14. Putting all of these factors together the judge concluded that had Mrs Thefaut been advised that there was only a 50/50 chance of improving her back pain and that there was a 5% chance of her condition worsening as a result of surgery or a complication, then she would either have declined surgery or postponed it to think longer about it pending a second opinion. He held that the high prospect of improving her leg pain would not have been sufficient to persuade her to go ahead despite the other factors. He held that if she had not gone ahead with surgery then subsequently she would either have decided against surgery long-term or would have undergone surgery on a different date and would probably have avoided the non-negligent complication. Her claim based on informed consent therefore succeeded with damages to be assessed.

The importance of this decision

15. This decision makes complete sense as an application of Montgomery but should be of real concern to surgeons, in particular those carrying out non-essential elective procedures such as discectomies. The logic of the decision is that Mrs Thefaut was entitled to choose whether or not to undergo the recommended procedure and she could not do so without detailed and accurate information both as to the risks and benefits of what was proposed but also the risks/ benefits of simply doing nothing i.e. conservative treatment.

16. Mr Johnston had provided his patient with a detailed account of the risks and benefits of surgery but had understated the risks and overstated the benefits. I suspect other practitioners will have seen many cases where there has been no real explanation of the risks, benefits or alternatives of the procedure at all. If a patient in such a case has suffered nerve damage then if they can persuade a judge that they would have deferred surgery had they been given the sort of information identified as being required by Green J then they will be in a very strong position on liability.

17. The doctors particularly at risk are those who see patients privately where there is a recommendation for surgery at one appointment and surgery shortly afterwards.

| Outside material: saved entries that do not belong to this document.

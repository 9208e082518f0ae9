//! mcp-mail-server - MCP server for sending and organizing email
//!
//! Exposes SMTP delivery, file-based templates and the Gmail API as MCP
//! tools over stdio or HTTP.

pub mod mcp;
pub mod server;
pub mod state;
pub mod tools;

pub use server::{router, serve_http, serve_stdio, McpServer};
pub use state::AppState;
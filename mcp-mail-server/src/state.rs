//! Shared application state
//!
//! Built once at startup and read concurrently by every request.

use mail_core::config::Config;
use mail_core::delivery::SmtpGateway;
use mail_core::inbox::GmailClient;
use mail_core::templates::TemplateStore;
use mail_core::{Credentials, DeliveryGateway, InboxProvider, MailError};
use std::sync::Arc;
use tracing::{info, warn};

pub struct AppState {
    pub config: Config,
    pub credentials: Credentials,
    pub templates: TemplateStore,
    gateway: Option<Arc<dyn DeliveryGateway>>,
    inbox: Option<Arc<dyn InboxProvider>>,
}

impl AppState {
    /// Build the SMTP gateway and Gmail client for whichever credential sets are complete
    pub fn new(config: Config, credentials: Credentials) -> Self {
        let gateway = match credentials.smtp() {
            Ok(smtp) => match SmtpGateway::new(&config.smtp, smtp) {
                Ok(gateway) => {
                    info!("📧 SMTP delivery via {}:{}", config.smtp.host, config.smtp.port);
                    Some(Arc::new(gateway) as Arc<dyn DeliveryGateway>)
                }
                Err(e) => {
                    warn!("❌ SMTP gateway unavailable: {}", e);
                    None
                }
            },
            Err(e) => {
                warn!("⚠️  {}; sending is disabled", e);
                None
            }
        };

        let inbox = match credentials.gmail() {
            Ok(oauth) => {
                info!("📬 Gmail API via {}", config.gmail.api_base);
                Some(Arc::new(GmailClient::new(&config.gmail, oauth)) as Arc<dyn InboxProvider>)
            }
            Err(e) => {
                warn!("⚠️  {}; inbox tools are disabled", e);
                None
            }
        };

        Self::with_services(config, credentials, gateway, inbox)
    }

    /// Assemble state around already-built services
    pub fn with_services(
        config: Config,
        credentials: Credentials,
        gateway: Option<Arc<dyn DeliveryGateway>>,
        inbox: Option<Arc<dyn InboxProvider>>,
    ) -> Self {
        let templates = TemplateStore::new(config.templates.dir.clone());
        Self {
            config,
            credentials,
            templates,
            gateway,
            inbox,
        }
    }

    pub fn gateway(&self) -> Result<Arc<dyn DeliveryGateway>, MailError> {
        match &self.gateway {
            Some(gateway) => Ok(gateway.clone()),
            None => {
                let missing = self.credentials.smtp_missing();
                if missing.is_empty() {
                    Err(MailError::DeliveryFailure(
                        "SMTP gateway failed to initialize".to_string(),
                    ))
                } else {
                    Err(MailError::missing(missing))
                }
            }
        }
    }

    pub fn inbox(&self) -> Result<Arc<dyn InboxProvider>, MailError> {
        match &self.inbox {
            Some(inbox) => Ok(inbox.clone()),
            None => Err(MailError::missing(self.credentials.gmail_missing())),
        }
    }
}
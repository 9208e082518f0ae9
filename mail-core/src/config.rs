//! Configuration for mail-core and mcp-mail-server
//!
//! Two separate snapshots are loaded once at startup:
//! - [`Config`]: non-secret settings (transport, template directory, endpoints, logging)
//!   layered from defaults, an optional TOML file and `MCP_MAIL_*` environment variables.
//! - [`Credentials`]: account identity and secrets read from the process environment.

use crate::error::{MailError, Result};
use serde::{Deserialize, Serialize};
use std::fmt;
use std::path::PathBuf;

/// SMTP account address
pub const ENV_GMAIL_USER: &str = "GMAIL_USER";
/// SMTP app password
pub const ENV_GMAIL_APP_PASSWORD: &str = "GMAIL_APP_PASSWORD";
/// OAuth client id for the Gmail API
pub const ENV_GMAIL_CLIENT_ID: &str = "GMAIL_CLIENT_ID";
/// OAuth client secret for the Gmail API
pub const ENV_GMAIL_CLIENT_SECRET: &str = "GMAIL_CLIENT_SECRET";
/// OAuth redirect URI registered for the client
pub const ENV_GMAIL_REDIRECT_URI: &str = "GMAIL_REDIRECT_URI";
/// Long-lived OAuth refresh token
pub const ENV_GMAIL_REFRESH_TOKEN: &str = "GMAIL_REFRESH_TOKEN";

const DEFAULT_TRANSPORT: &str = "stdio";
const DEFAULT_LISTEN_ADDR: &str = "127.0.0.1:8090";
const DEFAULT_TEMPLATES_DIR: &str = "templates";
const DEFAULT_SMTP_HOST: &str = "smtp.gmail.com";
const DEFAULT_SMTP_PORT: u16 = 465;
const DEFAULT_GMAIL_API_BASE: &str = "https://gmail.googleapis.com";
const DEFAULT_GMAIL_TOKEN_URL: &str = "https://oauth2.googleapis.com/token";
const DEFAULT_LOG_LEVEL: &str = "info";
const DEFAULT_LOG_FORMAT: &str = "pretty";

#[derive(Debug, Clone, Deserialize, Serialize)]
pub struct Config {
    pub server: ServerConfig,
    pub templates: TemplatesConfig,
    pub smtp: SmtpConfig,
    pub gmail: GmailConfig,
    pub logging: LoggingConfig,
}

/// How the MCP server talks to its client
#[derive(Debug, Clone, Copy, PartialEq, Eq, Deserialize, Serialize)]
#[serde(rename_all = "lowercase")]
pub enum Transport {
    /// Newline-delimited JSON-RPC over stdin/stdout
    Stdio,
    /// JSON-RPC over `POST /mcp`
    Http,
}

#[derive(Debug, Clone, Deserialize, Serialize)]
pub struct ServerConfig {
    pub transport: Transport,
    pub listen_addr: String,
}

#[derive(Debug, Clone, Deserialize, Serialize)]
pub struct TemplatesConfig {
    pub dir: PathBuf,
}

#[derive(Debug, Clone, Deserialize, Serialize)]
pub struct SmtpConfig {
    pub host: String,
    pub port: u16,
}

#[derive(Debug, Clone, Deserialize, Serialize)]
pub struct GmailConfig {
    pub api_base: String,
    pub token_url: String,
}

#[derive(Debug, Clone, Deserialize, Serialize)]
pub struct LoggingConfig {
    pub level: String,
    pub format: String,
}

impl Config {
    /// Load settings from defaults, `config.toml` (or the file named by
    /// `MCP_MAIL_CONFIG`) and `MCP_MAIL_*` environment variables.
    ///
    /// Nested keys use `__`, e.g. `MCP_MAIL_SERVER__TRANSPORT=http`.
    pub fn load() -> Result<Self> {
        let file = std::env::var("MCP_MAIL_CONFIG").unwrap_or_else(|_| "config".to_string());

        let builder = Self::defaults()?
            .add_source(::config::File::with_name(&file).required(false))
            .add_source(
                ::config::Environment::with_prefix("MCP_MAIL")
                    .prefix_separator("_")
                    .separator("__")
                    .try_parsing(true),
            );

        Ok(builder.build()?.try_deserialize()?)
    }

    /// Parse settings from a TOML document layered over the defaults
    pub fn from_toml(content: &str) -> Result<Self> {
        let builder = Self::defaults()?.add_source(::config::File::from_str(
            content,
            ::config::FileFormat::Toml,
        ));

        Ok(builder.build()?.try_deserialize()?)
    }

    fn defaults() -> Result<::config::ConfigBuilder<::config::builder::DefaultState>> {
        Ok(::config::Config::builder()
            .set_default("server.transport", DEFAULT_TRANSPORT)?
            .set_default("server.listen_addr", DEFAULT_LISTEN_ADDR)?
            .set_default("templates.dir", DEFAULT_TEMPLATES_DIR)?
            .set_default("smtp.host", DEFAULT_SMTP_HOST)?
            .set_default("smtp.port", i64::from(DEFAULT_SMTP_PORT))?
            .set_default("gmail.api_base", DEFAULT_GMAIL_API_BASE)?
            .set_default("gmail.token_url", DEFAULT_GMAIL_TOKEN_URL)?
            .set_default("logging.level", DEFAULT_LOG_LEVEL)?
            .set_default("logging.format", DEFAULT_LOG_FORMAT)?)
    }
}

impl Default for Config {
    fn default() -> Self {
        Self {
            server: ServerConfig {
                transport: Transport::Stdio,
                listen_addr: DEFAULT_LISTEN_ADDR.to_string(),
            },
            templates: TemplatesConfig {
                dir: PathBuf::from(DEFAULT_TEMPLATES_DIR),
            },
            smtp: SmtpConfig {
                host: DEFAULT_SMTP_HOST.to_string(),
                port: DEFAULT_SMTP_PORT,
            },
            gmail: GmailConfig {
                api_base: DEFAULT_GMAIL_API_BASE.to_string(),
                token_url: DEFAULT_GMAIL_TOKEN_URL.to_string(),
            },
            logging: LoggingConfig {
                level: DEFAULT_LOG_LEVEL.to_string(),
                format: DEFAULT_LOG_FORMAT.to_string(),
            },
        }
    }
}

/// Login used by the SMTP delivery gateway
#[derive(Clone)]
pub struct SmtpCredentials {
    pub user: String,
    pub password: String,
}

/// OAuth client and refresh token used by the Gmail inbox provider
#[derive(Clone)]
pub struct GmailOAuth {
    pub client_id: String,
    pub client_secret: String,
    pub redirect_uri: String,
    pub refresh_token: String,
}

/// Credential snapshot taken from the environment at startup
#[derive(Clone, Default)]
pub struct Credentials {
    user: Option<String>,
    app_password: Option<String>,
    client_id: Option<String>,
    client_secret: Option<String>,
    redirect_uri: Option<String>,
    refresh_token: Option<String>,
}

impl Credentials {
    /// Read credentials from the process environment
    pub fn from_env() -> Self {
        Self::from_lookup(|key| std::env::var(key).ok())
    }

    /// Read credentials through an arbitrary lookup; empty values count as unset
    pub fn from_lookup<F>(lookup: F) -> Self
    where
        F: Fn(&str) -> Option<String>,
    {
        let get = |key: &str| {
            lookup(key)
                .map(|v| v.trim().to_string())
                .filter(|v| !v.is_empty())
        };

        Self {
            user: get(ENV_GMAIL_USER),
            app_password: get(ENV_GMAIL_APP_PASSWORD),
            client_id: get(ENV_GMAIL_CLIENT_ID),
            client_secret: get(ENV_GMAIL_CLIENT_SECRET),
            redirect_uri: get(ENV_GMAIL_REDIRECT_URI),
            refresh_token: get(ENV_GMAIL_REFRESH_TOKEN),
        }
    }

    /// Configured account address, if any
    pub fn user(&self) -> Option<&str> {
        self.user.as_deref()
    }

    /// Configured OAuth redirect URI, if any
    pub fn redirect_uri(&self) -> Option<&str> {
        self.redirect_uri.as_deref()
    }

    /// Names of unset SMTP variables
    pub fn smtp_missing(&self) -> Vec<&'static str> {
        let mut missing = Vec::new();
        if self.user.is_none() {
            missing.push(ENV_GMAIL_USER);
        }
        if self.app_password.is_none() {
            missing.push(ENV_GMAIL_APP_PASSWORD);
        }
        missing
    }

    /// Names of unset Gmail API variables
    pub fn gmail_missing(&self) -> Vec<&'static str> {
        [
            (ENV_GMAIL_CLIENT_ID, &self.client_id),
            (ENV_GMAIL_CLIENT_SECRET, &self.client_secret),
            (ENV_GMAIL_REDIRECT_URI, &self.redirect_uri),
            (ENV_GMAIL_REFRESH_TOKEN, &self.refresh_token),
        ]
        .into_iter()
        .filter(|(_, value)| value.is_none())
        .map(|(name, _)| name)
        .collect()
    }

    pub fn smtp(&self) -> Result<SmtpCredentials> {
        match (&self.user, &self.app_password) {
            (Some(user), Some(password)) => Ok(SmtpCredentials {
                user: user.clone(),
                password: password.clone(),
            }),
            _ => Err(MailError::missing(self.smtp_missing())),
        }
    }

    pub fn gmail(&self) -> Result<GmailOAuth> {
        match (
            &self.client_id,
            &self.client_secret,
            &self.redirect_uri,
            &self.refresh_token,
        ) {
            (Some(client_id), Some(client_secret), Some(redirect_uri), Some(refresh_token)) => {
                Ok(GmailOAuth {
                    client_id: client_id.clone(),
                    client_secret: client_secret.clone(),
                    redirect_uri: redirect_uri.clone(),
                    refresh_token: refresh_token.clone(),
                })
            }
            _ => Err(MailError::missing(self.gmail_missing())),
        }
    }
}

// Secrets never reach the logs; only presence is shown.
impl fmt::Debug for Credentials {
    fn fmt(&self, f: &mut fmt::Formatter<'_>) -> fmt::Result {
        f.debug_struct("Credentials")
            .field("user", &self.user)
            .field("app_password", &self.app_password.as_ref().map(|_| "***"))
            .field("client_id", &self.client_id.as_ref().map(|_| "***"))
            .field("client_secret", &self.client_secret.as_ref().map(|_| "***"))
            .field("redirect_uri", &self.redirect_uri)
            .field("refresh_token", &self.refresh_token.as_ref().map(|_| "***"))
            .finish()
    }
}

If the surgeon cannot demonstrate ‘adequate time and space’ as part of the dialogue about surgery then they are on shaky ground.

18. Prior to Thefaut it was very difficult for a claimant to win a consent case where elective surgery had led to a non-negligent complication. A case might have been brought under Chester v Afshar but only where the patient had not been warned of the very risk that eventuated. Consent forms usually included a warning of paralysis or nerve damage so it was hard to bring a claimant within this narrow category of viable claims. Green J, following the lead of the Supreme Court in Montgomery, has just opened the door wide open for consent claims. I anticipate that there will be many claims which would not previously have passed the 50%+ prospects threshold which do now. Surgeons should urgently review their consenting processes.